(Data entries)
>>>

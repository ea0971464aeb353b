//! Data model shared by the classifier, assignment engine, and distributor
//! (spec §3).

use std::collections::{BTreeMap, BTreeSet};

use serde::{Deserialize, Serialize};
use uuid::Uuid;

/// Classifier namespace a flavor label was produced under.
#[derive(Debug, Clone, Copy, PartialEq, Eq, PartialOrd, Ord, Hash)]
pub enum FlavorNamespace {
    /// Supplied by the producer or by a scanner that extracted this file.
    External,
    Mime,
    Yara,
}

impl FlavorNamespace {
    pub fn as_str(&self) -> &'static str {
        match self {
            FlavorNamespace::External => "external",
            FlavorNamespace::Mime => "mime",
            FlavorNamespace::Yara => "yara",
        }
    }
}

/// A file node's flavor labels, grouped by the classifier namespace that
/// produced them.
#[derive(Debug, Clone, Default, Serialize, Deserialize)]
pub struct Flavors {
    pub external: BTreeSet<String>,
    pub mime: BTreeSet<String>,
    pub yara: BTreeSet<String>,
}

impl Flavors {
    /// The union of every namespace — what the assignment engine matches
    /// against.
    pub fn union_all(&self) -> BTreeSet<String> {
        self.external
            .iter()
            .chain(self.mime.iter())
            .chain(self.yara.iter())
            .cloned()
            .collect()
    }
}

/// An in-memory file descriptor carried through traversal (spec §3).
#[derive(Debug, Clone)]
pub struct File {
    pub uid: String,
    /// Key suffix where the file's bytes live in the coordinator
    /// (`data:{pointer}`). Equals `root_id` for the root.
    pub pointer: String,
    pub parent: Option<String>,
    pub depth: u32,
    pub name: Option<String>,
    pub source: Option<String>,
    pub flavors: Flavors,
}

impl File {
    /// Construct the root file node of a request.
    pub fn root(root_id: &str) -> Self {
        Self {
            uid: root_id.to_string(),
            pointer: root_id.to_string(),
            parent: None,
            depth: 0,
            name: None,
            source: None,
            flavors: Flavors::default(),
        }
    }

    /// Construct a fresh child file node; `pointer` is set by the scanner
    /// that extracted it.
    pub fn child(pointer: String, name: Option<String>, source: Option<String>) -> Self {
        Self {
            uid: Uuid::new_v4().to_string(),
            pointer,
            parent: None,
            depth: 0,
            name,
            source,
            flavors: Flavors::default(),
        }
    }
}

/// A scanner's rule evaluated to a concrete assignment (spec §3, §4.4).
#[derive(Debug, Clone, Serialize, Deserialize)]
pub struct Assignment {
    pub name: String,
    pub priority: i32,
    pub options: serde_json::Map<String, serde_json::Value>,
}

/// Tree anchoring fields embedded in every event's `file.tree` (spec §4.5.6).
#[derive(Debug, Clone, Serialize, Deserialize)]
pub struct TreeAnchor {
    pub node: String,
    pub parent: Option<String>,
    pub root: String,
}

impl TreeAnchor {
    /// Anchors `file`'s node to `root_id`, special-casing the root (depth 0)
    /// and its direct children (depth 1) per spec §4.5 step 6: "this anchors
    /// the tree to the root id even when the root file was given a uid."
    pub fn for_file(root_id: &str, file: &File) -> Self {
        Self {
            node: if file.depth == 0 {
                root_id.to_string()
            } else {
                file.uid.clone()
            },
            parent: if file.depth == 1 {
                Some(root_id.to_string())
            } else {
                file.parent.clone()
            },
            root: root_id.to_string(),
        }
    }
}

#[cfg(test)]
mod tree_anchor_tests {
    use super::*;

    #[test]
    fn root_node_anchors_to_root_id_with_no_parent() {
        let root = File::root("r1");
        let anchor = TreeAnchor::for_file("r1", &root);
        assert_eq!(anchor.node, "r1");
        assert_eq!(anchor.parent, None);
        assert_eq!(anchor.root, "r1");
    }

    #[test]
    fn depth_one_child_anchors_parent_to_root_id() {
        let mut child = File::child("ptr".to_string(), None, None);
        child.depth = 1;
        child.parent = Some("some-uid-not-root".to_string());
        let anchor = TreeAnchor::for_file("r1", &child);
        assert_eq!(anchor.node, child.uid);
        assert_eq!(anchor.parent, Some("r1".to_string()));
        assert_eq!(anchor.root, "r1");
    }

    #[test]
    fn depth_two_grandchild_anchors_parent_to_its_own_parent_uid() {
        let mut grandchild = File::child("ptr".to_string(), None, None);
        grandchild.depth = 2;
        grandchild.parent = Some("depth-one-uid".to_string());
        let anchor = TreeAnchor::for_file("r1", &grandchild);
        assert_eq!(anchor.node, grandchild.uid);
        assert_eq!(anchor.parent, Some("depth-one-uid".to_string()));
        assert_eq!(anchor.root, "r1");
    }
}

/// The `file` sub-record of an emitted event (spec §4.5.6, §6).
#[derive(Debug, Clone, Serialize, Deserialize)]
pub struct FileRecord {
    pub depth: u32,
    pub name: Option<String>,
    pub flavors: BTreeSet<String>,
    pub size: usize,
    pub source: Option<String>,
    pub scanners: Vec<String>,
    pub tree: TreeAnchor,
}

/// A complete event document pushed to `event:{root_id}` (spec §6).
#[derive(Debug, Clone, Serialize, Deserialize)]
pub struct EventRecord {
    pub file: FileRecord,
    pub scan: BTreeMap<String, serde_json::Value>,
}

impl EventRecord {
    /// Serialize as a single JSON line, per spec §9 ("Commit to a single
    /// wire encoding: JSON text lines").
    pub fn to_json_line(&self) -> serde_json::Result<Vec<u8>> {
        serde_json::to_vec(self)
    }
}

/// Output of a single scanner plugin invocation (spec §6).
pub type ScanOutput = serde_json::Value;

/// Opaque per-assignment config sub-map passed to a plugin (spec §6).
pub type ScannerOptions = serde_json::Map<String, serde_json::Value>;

<<<
>>>

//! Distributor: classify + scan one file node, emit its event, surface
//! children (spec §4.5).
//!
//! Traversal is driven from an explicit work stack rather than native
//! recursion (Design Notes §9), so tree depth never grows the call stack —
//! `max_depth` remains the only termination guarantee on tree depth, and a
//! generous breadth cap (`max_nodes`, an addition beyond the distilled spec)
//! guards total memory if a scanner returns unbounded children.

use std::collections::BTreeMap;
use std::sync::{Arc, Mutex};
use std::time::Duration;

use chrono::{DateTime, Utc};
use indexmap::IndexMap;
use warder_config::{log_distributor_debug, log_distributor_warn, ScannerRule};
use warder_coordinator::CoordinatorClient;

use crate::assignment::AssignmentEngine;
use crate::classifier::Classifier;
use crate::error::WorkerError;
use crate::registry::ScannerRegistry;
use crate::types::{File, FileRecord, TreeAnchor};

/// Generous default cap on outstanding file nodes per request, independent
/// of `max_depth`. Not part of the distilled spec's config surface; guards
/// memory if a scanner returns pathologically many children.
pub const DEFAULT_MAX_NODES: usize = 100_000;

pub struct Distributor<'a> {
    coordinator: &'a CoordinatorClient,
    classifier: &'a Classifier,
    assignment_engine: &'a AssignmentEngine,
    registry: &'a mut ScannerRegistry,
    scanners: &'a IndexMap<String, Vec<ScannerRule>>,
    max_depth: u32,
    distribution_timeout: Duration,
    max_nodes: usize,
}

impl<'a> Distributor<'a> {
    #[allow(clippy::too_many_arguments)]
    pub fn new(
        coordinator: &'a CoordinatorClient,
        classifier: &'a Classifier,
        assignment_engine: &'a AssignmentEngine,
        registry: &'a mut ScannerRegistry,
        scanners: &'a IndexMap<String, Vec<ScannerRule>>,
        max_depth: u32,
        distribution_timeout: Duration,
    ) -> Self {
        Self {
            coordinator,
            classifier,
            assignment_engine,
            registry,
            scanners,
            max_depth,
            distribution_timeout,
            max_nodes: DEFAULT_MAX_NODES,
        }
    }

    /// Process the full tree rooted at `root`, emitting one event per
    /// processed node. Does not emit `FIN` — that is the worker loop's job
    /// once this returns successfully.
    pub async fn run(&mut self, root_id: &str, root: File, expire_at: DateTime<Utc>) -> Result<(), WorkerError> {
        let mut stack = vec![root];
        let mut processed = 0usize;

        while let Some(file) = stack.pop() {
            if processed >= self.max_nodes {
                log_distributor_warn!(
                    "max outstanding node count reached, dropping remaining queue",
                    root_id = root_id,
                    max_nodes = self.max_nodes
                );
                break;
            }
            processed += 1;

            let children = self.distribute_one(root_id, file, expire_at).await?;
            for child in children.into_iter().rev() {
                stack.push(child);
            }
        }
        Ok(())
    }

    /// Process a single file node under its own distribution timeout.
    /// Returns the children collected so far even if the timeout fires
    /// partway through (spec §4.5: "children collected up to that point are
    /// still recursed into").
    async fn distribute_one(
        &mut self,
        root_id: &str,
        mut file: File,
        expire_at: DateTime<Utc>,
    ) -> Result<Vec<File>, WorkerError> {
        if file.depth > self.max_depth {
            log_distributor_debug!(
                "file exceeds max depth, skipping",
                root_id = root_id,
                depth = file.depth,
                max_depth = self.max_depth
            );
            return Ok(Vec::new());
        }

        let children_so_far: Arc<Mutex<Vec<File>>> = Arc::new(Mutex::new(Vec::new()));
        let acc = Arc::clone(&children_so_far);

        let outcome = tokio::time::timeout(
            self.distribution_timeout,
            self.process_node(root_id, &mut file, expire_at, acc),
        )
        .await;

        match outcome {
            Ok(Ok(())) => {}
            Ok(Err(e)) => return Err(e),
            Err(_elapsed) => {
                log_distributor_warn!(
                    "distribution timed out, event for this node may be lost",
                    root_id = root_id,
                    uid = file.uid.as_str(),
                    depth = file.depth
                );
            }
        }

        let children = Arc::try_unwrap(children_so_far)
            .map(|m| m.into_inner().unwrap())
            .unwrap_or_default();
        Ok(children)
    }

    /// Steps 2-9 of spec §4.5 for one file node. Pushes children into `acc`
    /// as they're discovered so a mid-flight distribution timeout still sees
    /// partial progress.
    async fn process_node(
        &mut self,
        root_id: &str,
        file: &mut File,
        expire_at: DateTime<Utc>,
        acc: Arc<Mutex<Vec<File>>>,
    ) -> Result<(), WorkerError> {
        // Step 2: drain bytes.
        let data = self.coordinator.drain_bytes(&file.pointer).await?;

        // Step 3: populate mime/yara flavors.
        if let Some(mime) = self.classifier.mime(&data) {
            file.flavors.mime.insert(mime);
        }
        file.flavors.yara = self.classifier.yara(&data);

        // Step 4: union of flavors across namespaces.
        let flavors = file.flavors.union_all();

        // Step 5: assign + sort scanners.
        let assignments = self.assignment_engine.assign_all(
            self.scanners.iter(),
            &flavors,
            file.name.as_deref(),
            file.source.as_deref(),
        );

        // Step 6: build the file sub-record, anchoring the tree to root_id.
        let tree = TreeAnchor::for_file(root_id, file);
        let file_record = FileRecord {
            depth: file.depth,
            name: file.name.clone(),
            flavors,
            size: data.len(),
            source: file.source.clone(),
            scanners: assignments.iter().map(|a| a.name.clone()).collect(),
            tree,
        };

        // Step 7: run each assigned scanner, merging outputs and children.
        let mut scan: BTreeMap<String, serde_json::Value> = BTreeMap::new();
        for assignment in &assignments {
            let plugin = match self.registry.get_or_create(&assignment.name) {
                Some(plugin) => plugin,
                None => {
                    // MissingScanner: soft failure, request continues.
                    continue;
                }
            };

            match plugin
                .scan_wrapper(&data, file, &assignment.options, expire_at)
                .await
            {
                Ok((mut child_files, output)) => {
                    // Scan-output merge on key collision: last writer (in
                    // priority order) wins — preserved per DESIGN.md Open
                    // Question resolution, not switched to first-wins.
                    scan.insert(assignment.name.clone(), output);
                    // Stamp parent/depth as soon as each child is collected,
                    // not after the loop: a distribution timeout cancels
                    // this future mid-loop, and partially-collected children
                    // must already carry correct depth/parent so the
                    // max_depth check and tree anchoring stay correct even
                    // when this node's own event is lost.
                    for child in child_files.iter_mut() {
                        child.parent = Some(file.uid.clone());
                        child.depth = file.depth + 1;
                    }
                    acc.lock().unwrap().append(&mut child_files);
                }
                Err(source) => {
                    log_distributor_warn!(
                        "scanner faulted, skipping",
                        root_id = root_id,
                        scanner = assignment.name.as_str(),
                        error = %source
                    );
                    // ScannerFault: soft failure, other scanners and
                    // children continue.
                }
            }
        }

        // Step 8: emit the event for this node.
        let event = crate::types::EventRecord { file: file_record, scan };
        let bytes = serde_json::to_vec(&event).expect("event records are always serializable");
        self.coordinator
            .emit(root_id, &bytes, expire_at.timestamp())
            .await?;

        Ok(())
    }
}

<<<

• [What to work on]: Could you report how many lines of the entries include the word "None"? Only the number is needed.

• [Output for this task]: 8